Q. I accidentally bought Swiss chard instead of kale at the grocery store for a recipe I’m making, and I don’t have any need for it this week. It’s a really beautiful bunch of chard that I would like to use in a soup in a few weeks. I know that it won’t stay fresh in the fridge that long. I’m not sure what the best way of preserving it would be. Can you freeze Swiss chard? Should I cook it first or freeze it raw?
A. Yes, you can freeze Swiss chard for later use. Rather than freezing it raw, it should be blanched first in order to preserve its nutritional value and to help preserve the colour of the vegetable. Blanching only takes a few minutes extra, but the extra benefit is well worth the effort.

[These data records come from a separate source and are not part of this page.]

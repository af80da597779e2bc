use serde::Serialize;
use serde_json::{Map, Value, json};

use crate::domain::Context;

const RPC_VERSION: &str = "2.0";
const RPC_METHOD: &str = "call";

/// JSON-RPC 2.0 envelope sent to the Odoo web endpoints.
///
/// The outer shape is always
/// `{"jsonrpc":"2.0","method":"call","id":<int>,"params":{...}}`; only the
/// params vary per endpoint. Params always carry a `context` key, even when
/// the context is empty.
#[derive(Debug, Clone, Serialize)]
pub struct JsonRpcPayload {
    jsonrpc: &'static str,
    method: &'static str,
    id: u64,
    params: Value,
}

impl JsonRpcPayload {
    /// Model-method call params for `/web/dataset/call_kw`.
    pub fn call_kw(
        id: u64,
        model: &str,
        method: &str,
        args: Vec<Value>,
        kwargs: Map<String, Value>,
        context: &Context,
    ) -> Self {
        Self::wrap(
            id,
            json!({
                "model": model,
                "method": method,
                "args": args,
                "kwargs": kwargs,
                "context": context,
            }),
        )
    }

    /// Credential params for `/web/session/authenticate`.
    pub fn login(id: u64, user: &str, database: &str, password: &str) -> Self {
        Self::wrap(
            id,
            json!({
                "login": user,
                "password": password,
                "db": database,
                "context": {},
            }),
        )
    }

    /// Free-form params (e.g. `/web/dataset/search_read`); the client context
    /// is injected unless the caller already set one.
    pub fn with_params(id: u64, mut params: Map<String, Value>, context: &Context) -> Self {
        if !params.contains_key("context") {
            params.insert("context".to_string(), json!(context));
        }
        Self::wrap(id, Value::Object(params))
    }

    /// Params carrying nothing but the context (session info, db/module lists).
    pub fn empty(id: u64, context: &Context) -> Self {
        Self::wrap(id, json!({ "context": context }))
    }

    fn wrap(id: u64, params: Value) -> Self {
        Self {
            jsonrpc: RPC_VERSION,
            method: RPC_METHOD,
            id,
            params,
        }
    }

    pub fn id(&self) -> u64 {
        self.id
    }

    pub fn params(&self) -> &Value {
        &self.params
    }

    /// Pretty-printed form, used by the request dump.
    pub fn to_pretty_string(&self) -> String {
        serde_json::to_string_pretty(self).unwrap_or_default()
    }
}
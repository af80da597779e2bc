#[cfg(test)]
mod tests {
    use odoo_rpc::xmlrpc::UNAUTHENTICATED;
    use odoo_rpc::{OdooXmlRpc, RpcError};
    use serde_json::{Map, json};
    use tokio::io::{AsyncReadExt, AsyncWriteExt};
    use tokio::net::TcpListener;

    // HTTP stub answering every request with the same canned XML-RPC reply.
    async fn canned_server(body: &'static str) -> String {
        let listener = TcpListener::bind("127.0.0.1:0").await.unwrap();
        let addr = listener.local_addr().unwrap();
        tokio::spawn(async move {
            loop {
                let Ok((mut stream, _)) = listener.accept().await else {
                    break;
                };
                let mut request = [0u8; 4096];
                let _ = stream.read(&mut request).await;
                let reply = format!(
                    "HTTP/1.1 200 OK\r\nContent-Type: text/xml\r\nContent-Length: {}\r\nConnection: close\r\n\r\n{}",
                    body.len(),
                    body
                );
                let _ = stream.write_all(reply.as_bytes()).await;
            }
        });
        format!("http://{addr}")
    }

    const UID_REPLY: &str = "<?xml version=\"1.0\"?><methodResponse><params>\
        <param><value><int>2</int></value></param></params></methodResponse>";

    #[test]
    fn test_client_starts_unauthenticated() {
        let mut client = OdooXmlRpc::new().unwrap();
        assert_eq!(client.uid(), UNAUTHENTICATED);
        assert!(!client.is_connected());
        assert!(client.host().is_none());
        // archived records are visible by default
        assert_eq!(client.context().get("active_test"), Some(&json!(false)));

        client.set_uid(7);
        assert!(client.is_connected());
        client.set_uid(UNAUTHENTICATED);
        assert!(!client.is_connected());
    }

    #[test]
    fn test_context_editing() {
        let mut client = OdooXmlRpc::new().unwrap();
        client.add_context("lang", "en_US");
        assert_eq!(client.context().get("lang"), Some(&json!("en_US")));
        client.clear_context();
        assert!(client.context().is_empty());
    }

    #[tokio::test]
    async fn test_login_rejects_malformed_host() {
        let mut client = OdooXmlRpc::new().unwrap();
        match client.login("nonsense host", "prod", "admin", "admin").await {
            Err(RpcError::InvalidHost(_)) => {}
            other => panic!("expected InvalidHost, got {other:?}"),
        }
        assert!(!client.is_connected());
    }

    #[tokio::test]
    async fn test_calls_require_a_session() {
        let client = OdooXmlRpc::new().unwrap();
        match client.version().await {
            Err(RpcError::NotConnected) => {}
            other => panic!("expected NotConnected, got {other:?}"),
        }
    }

    // An unreachable server surfaces as a transport error, never a panic
    #[tokio::test]
    async fn test_unreachable_host_is_a_transport_error() {
        let mut client = OdooXmlRpc::new().unwrap();
        match client.login("http://127.0.0.1:1", "prod", "admin", "admin").await {
            Err(RpcError::Http(_)) => {}
            other => panic!("expected a transport error, got {other:?}"),
        }
        assert!(!client.is_connected());

        let mut data = Map::new();
        data.insert("name".to_string(), json!("razalghoul"));
        match client.create_record("res.partner", data).await {
            Err(RpcError::Http(_)) => {}
            other => panic!("expected a transport error, got {other:?}"),
        }
    }

    // A failed re-login must not leave the previous session visible
    #[tokio::test]
    async fn test_failed_relogin_resets_the_session() {
        let url = canned_server(UID_REPLY).await;
        let mut client = OdooXmlRpc::new().unwrap();
        assert!(client.login(&url, "prod", "admin", "admin").await.unwrap());
        assert_eq!(client.uid(), 2);

        match client.login("http://127.0.0.1:1", "prod", "admin", "admin").await {
            Err(RpcError::Http(_)) => {}
            other => panic!("expected a transport error, got {other:?}"),
        }
        assert!(!client.is_connected());
        assert_eq!(client.uid(), UNAUTHENTICATED);
    }

    // An update or unlink reply of an unexpected shape reads as failure
    #[tokio::test]
    async fn test_odd_shaped_write_reply_is_failure() {
        let url = canned_server(UID_REPLY).await;
        let mut client = OdooXmlRpc::new().unwrap();
        assert!(client.login(&url, "prod", "admin", "admin").await.unwrap());

        // every call comes back as the integer 2, never a boolean
        let mut data = Map::new();
        data.insert("name".to_string(), json!("renamed"));
        assert!(!client.update_record("res.partner", &[1], data).await.unwrap());
        assert!(!client.unlink("res.partner", &[1]).await.unwrap());
    }
}
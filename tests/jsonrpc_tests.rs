#[cfg(test)]
mod tests {
    use std::time::Duration;

    use odoo_rpc::{JsonRpcPayload, OdooJsonRpc, RpcError};
    use serde_json::{Map, json};
    use tokio::io::{AsyncReadExt, AsyncWriteExt};
    use tokio::net::TcpListener;

    // One-shot HTTP stub replying to a single request with a canned body,
    // then going away.
    async fn canned_server(body: &'static str) -> String {
        let listener = TcpListener::bind("127.0.0.1:0").await.unwrap();
        let addr = listener.local_addr().unwrap();
        tokio::spawn(async move {
            let (mut stream, _) = listener.accept().await.unwrap();
            let mut request = [0u8; 4096];
            let _ = stream.read(&mut request).await;
            let reply = format!(
                "HTTP/1.1 200 OK\r\nContent-Type: application/json\r\nContent-Length: {}\r\nConnection: close\r\n\r\n{}",
                body.len(),
                body
            );
            stream.write_all(reply.as_bytes()).await.unwrap();
        });
        format!("http://{addr}")
    }

    // Unit test for creating a client
    #[test]
    fn test_client_creation() {
        let client = OdooJsonRpc::new("http://example.com:8069").unwrap();
        assert_eq!(client.base_url().as_str(), "http://example.com:8069/");
        assert!(!client.is_connected());
        assert!(client.uid().is_none());
        assert!(client.context().is_empty());

        match OdooJsonRpc::new("not a url") {
            Err(RpcError::InvalidHost(_)) => {}
            other => panic!("expected InvalidHost, got {other:?}"),
        }
    }

    // The envelope a model call serializes to
    #[test]
    fn test_call_envelope() {
        let payload = JsonRpcPayload::call_kw(
            2,
            "res.partner",
            "search_count",
            vec![json!([["id", ">", 0]])],
            Map::new(),
            &Map::new(),
        );

        let envelope = serde_json::to_value(&payload).unwrap();
        assert_eq!(envelope["jsonrpc"], "2.0");
        assert_eq!(envelope["method"], "call");
        assert_eq!(envelope["params"]["model"], "res.partner");
        assert_eq!(envelope["params"]["method"], "search_count");
        assert_eq!(envelope["params"]["args"], json!([[["id", ">", 0]]]));
        assert!(envelope["params"]["context"].is_object());
    }

    // An unreachable server surfaces as a transport error, never a panic
    #[tokio::test]
    async fn test_create_against_unreachable_host() {
        let client = OdooJsonRpc::new("http://127.0.0.1:1").unwrap();

        let mut data = Map::new();
        data.insert("name".to_string(), json!("razalghoul"));
        data.insert("email".to_string(), json!("razal@ghoul.com"));

        match client.create("res.partner", data).await {
            Err(RpcError::Http(_)) => {}
            other => panic!("expected a transport error, got {other:?}"),
        }
        assert!(!client.is_connected());
    }

    #[tokio::test]
    async fn test_login_against_unreachable_host() {
        let mut client = OdooJsonRpc::new("http://127.0.0.1:1").unwrap();
        match client.login("admin", "prod", "admin").await {
            Err(RpcError::Http(_)) => {}
            other => panic!("expected a transport error, got {other:?}"),
        }
        assert!(!client.is_connected());
        assert!(client.uid().is_none());
    }

    // A failed re-login must not leave the previous session visible
    #[tokio::test]
    async fn test_failed_relogin_clears_previous_session() {
        let url = canned_server(r#"{"jsonrpc":"2.0","id":1,"result":{"uid":2}}"#).await;
        let mut client = OdooJsonRpc::new(&url).unwrap();
        assert!(client.login("admin", "prod", "admin").await.unwrap());
        assert!(client.is_connected());
        assert_eq!(client.uid(), Some(2));

        // the stub is gone; give its socket a moment to close
        tokio::time::sleep(Duration::from_millis(50)).await;
        match client.login("admin", "prod", "admin").await {
            Err(RpcError::Http(_)) => {}
            other => panic!("expected a transport error, got {other:?}"),
        }
        assert!(!client.is_connected());
        assert!(client.uid().is_none());
    }

    // A write reply of an unexpected shape reads as failure, not success
    #[tokio::test]
    async fn test_odd_shaped_write_reply_is_failure() {
        let url = canned_server(r#"{"jsonrpc":"2.0","id":1,"result":7}"#).await;
        let client = OdooJsonRpc::new(&url).unwrap();

        let mut data = Map::new();
        data.insert("name".to_string(), json!("renamed"));
        assert!(!client.write("res.partner", &[1], data).await.unwrap());
    }
}
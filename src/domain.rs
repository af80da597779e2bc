use serde::ser::{Serialize, SerializeSeq, Serializer};
use serde_json::{Map, Value, json};

/// Auxiliary options (locale, timezone, record visibility) sent with every call.
pub type Context = Map<String, Value>;

/// A search filter triple: field, comparison operator, value.
///
/// Serializes to the 3-element array the server expects, e.g.
/// `["id", ">", 0]`. Multiple triples in a filter list combine with an
/// implicit logical AND.
#[derive(Debug, Clone, PartialEq)]
pub struct Domain {
    field: String,
    operator: String,
    value: Value,
}

impl Domain {
    pub fn new(field: &str, operator: &str, value: impl Into<Value>) -> Self {
        Self {
            field: field.to_string(),
            operator: operator.to_string(),
            value: value.into(),
        }
    }

    pub fn to_value(&self) -> Value {
        json!([self.field, self.operator, self.value])
    }
}

/// The base filter matching every stored record.
impl Default for Domain {
    fn default() -> Self {
        Self::new("id", ">", 0)
    }
}

impl Serialize for Domain {
    fn serialize<S: Serializer>(&self, serializer: S) -> Result<S::Ok, S::Error> {
        let mut seq = serializer.serialize_seq(Some(3))?;
        seq.serialize_element(&self.field)?;
        seq.serialize_element(&self.operator)?;
        seq.serialize_element(&self.value)?;
        seq.end()
    }
}

/// Prepend the mandatory `id > 0` filter to the caller's filters.
///
/// The transmitted filter set is always `{id > 0} ∪ filters`, even when the
/// caller supplies none.
pub fn with_base_filter(filters: &[Domain]) -> Vec<Value> {
    let mut all = Vec::with_capacity(filters.len() + 1);
    all.push(Domain::default().to_value());
    all.extend(filters.iter().map(Domain::to_value));
    all
}

/// Build the write command replacing a many-to-many relation's membership
/// with exactly the given id set: `[[6, 0, [id...]]]`.
pub fn many2many_override(ids: &[i64]) -> Value {
    json!([[6, 0, ids]])
}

How to freeze swiss chard?
To freeze Swiss chard, begin with fresh chard. Wash the Swiss chard and then inspect the leaves for any that are wilting or have been eaten away by bugs. Many people prefer to separate the leaf from the tougher stem by slicing along the edge of the stem to remove it. The stems are edible, however, and can simply be trimmed down and used along with the leaves.
Place a large pot of water on the stove to boil. Fill a separate large bowl with ice water and have more water on hand. Place the Swiss chard in the boiling water in batches and let boil for 3 minutes. Remove the chard from the water with a slotted spoon and place directly into the ice water to cool it down. Remove from the ice water and lay on a clean dishtowel. Continue the process with the rest of the chard, replacing the ice water as needed.
Squeeze the Swiss chard to remove the excess water. The Swiss chard can then be frozen in a large batch or in smaller serving sizes. A popular method of freezing chard is to pack the Swiss chard into ice cube trays. Place the trays in the freezer until the chard has frozen, and then pop the Swiss chard cubes out of the tray. Place the cubes in freezer bags. Squeeze out the excess air, then seal and label the bags.
To thaw the Swiss chard, remove the desired number of cubes from the freezer. They can be thawed in the refrigerator in a small container, or dropped directly into soups or stews as they cook. For best results, consume thawed Swiss chard within a few days of defrosting.